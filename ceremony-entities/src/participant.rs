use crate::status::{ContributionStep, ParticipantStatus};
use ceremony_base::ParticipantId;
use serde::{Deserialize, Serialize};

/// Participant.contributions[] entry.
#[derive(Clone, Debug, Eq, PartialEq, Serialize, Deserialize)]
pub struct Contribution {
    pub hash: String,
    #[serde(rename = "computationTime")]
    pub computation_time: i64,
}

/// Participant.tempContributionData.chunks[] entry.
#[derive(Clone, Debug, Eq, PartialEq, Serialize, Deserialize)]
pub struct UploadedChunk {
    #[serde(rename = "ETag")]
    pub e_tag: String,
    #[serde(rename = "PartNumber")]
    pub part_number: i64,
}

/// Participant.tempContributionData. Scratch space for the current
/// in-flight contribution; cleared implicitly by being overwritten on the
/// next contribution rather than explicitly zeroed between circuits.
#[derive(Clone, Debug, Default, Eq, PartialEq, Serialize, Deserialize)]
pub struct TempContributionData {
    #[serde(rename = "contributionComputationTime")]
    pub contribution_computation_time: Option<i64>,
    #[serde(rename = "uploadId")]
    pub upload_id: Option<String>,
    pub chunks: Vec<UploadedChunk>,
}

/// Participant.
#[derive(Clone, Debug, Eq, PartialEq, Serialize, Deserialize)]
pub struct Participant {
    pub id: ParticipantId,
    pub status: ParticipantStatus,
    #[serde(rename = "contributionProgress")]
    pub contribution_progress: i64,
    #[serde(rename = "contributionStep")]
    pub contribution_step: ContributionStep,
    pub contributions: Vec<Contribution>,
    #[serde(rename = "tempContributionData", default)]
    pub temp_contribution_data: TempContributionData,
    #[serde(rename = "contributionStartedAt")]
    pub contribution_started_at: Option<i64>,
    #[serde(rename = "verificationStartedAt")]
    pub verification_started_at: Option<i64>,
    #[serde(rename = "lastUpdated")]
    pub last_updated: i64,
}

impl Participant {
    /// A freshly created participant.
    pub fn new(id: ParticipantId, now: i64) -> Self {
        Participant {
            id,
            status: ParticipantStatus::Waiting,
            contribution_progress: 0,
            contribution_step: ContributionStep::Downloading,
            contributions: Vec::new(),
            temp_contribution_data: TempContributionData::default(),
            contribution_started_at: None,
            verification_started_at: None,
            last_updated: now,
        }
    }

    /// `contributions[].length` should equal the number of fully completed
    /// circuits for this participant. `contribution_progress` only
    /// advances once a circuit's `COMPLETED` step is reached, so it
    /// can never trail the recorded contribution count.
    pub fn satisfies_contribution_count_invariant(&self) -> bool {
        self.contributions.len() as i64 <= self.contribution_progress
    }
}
--
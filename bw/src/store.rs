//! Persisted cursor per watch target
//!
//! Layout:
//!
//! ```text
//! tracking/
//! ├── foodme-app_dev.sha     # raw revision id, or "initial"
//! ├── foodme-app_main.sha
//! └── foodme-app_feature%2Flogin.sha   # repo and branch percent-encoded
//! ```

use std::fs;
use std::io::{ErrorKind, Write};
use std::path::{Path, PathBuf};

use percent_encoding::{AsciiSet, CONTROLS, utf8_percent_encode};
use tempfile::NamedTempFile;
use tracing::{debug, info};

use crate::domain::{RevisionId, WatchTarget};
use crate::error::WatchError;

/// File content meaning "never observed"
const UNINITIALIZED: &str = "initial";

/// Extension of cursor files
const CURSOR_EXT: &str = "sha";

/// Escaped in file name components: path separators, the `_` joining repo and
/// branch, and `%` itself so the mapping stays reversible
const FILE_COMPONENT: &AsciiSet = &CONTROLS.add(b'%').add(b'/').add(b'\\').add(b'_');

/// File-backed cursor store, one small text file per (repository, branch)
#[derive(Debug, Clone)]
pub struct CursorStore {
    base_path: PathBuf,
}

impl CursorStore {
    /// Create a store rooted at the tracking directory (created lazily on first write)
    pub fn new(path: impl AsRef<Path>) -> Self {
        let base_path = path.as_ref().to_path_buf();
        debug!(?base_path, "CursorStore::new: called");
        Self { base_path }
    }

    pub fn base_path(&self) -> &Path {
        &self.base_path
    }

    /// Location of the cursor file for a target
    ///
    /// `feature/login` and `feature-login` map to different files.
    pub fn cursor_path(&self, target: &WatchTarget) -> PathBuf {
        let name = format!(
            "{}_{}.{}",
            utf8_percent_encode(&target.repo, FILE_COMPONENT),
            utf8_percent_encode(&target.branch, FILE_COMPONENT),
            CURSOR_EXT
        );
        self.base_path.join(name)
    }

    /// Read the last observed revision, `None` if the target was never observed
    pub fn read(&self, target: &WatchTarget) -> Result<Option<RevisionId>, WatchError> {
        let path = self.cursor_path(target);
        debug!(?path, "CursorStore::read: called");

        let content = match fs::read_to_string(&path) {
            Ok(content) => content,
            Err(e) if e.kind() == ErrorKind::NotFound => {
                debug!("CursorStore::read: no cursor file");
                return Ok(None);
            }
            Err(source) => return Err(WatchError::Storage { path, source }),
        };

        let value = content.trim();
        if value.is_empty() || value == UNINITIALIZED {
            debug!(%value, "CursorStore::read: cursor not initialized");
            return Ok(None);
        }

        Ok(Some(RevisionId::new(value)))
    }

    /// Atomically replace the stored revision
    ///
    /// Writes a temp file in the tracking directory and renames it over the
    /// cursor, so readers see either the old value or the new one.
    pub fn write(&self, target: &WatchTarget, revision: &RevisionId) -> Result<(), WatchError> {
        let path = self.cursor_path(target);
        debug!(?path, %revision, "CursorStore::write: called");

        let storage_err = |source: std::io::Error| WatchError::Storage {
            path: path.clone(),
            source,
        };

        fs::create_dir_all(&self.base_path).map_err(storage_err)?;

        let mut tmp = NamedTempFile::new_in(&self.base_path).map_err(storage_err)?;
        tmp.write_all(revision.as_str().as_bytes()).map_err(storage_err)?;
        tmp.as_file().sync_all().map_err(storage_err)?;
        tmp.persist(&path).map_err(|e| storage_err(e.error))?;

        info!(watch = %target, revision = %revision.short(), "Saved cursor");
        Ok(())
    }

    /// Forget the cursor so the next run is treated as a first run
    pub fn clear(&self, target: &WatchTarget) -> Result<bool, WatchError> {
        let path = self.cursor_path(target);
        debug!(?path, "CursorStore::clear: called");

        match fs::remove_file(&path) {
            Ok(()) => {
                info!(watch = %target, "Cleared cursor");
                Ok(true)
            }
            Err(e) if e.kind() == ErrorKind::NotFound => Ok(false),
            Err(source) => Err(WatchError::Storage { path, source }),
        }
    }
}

◆ Exercise aim ◆
Across the records above, show each line containing the word "source".

◆ Task response ◆
            Err(source) => return Err(WatchError::Storage { path, source }),
        let storage_err = |source: std::io::Error| WatchError::Storage {
            source,
            Err(source) => Err(WatchError::Storage { path, source }),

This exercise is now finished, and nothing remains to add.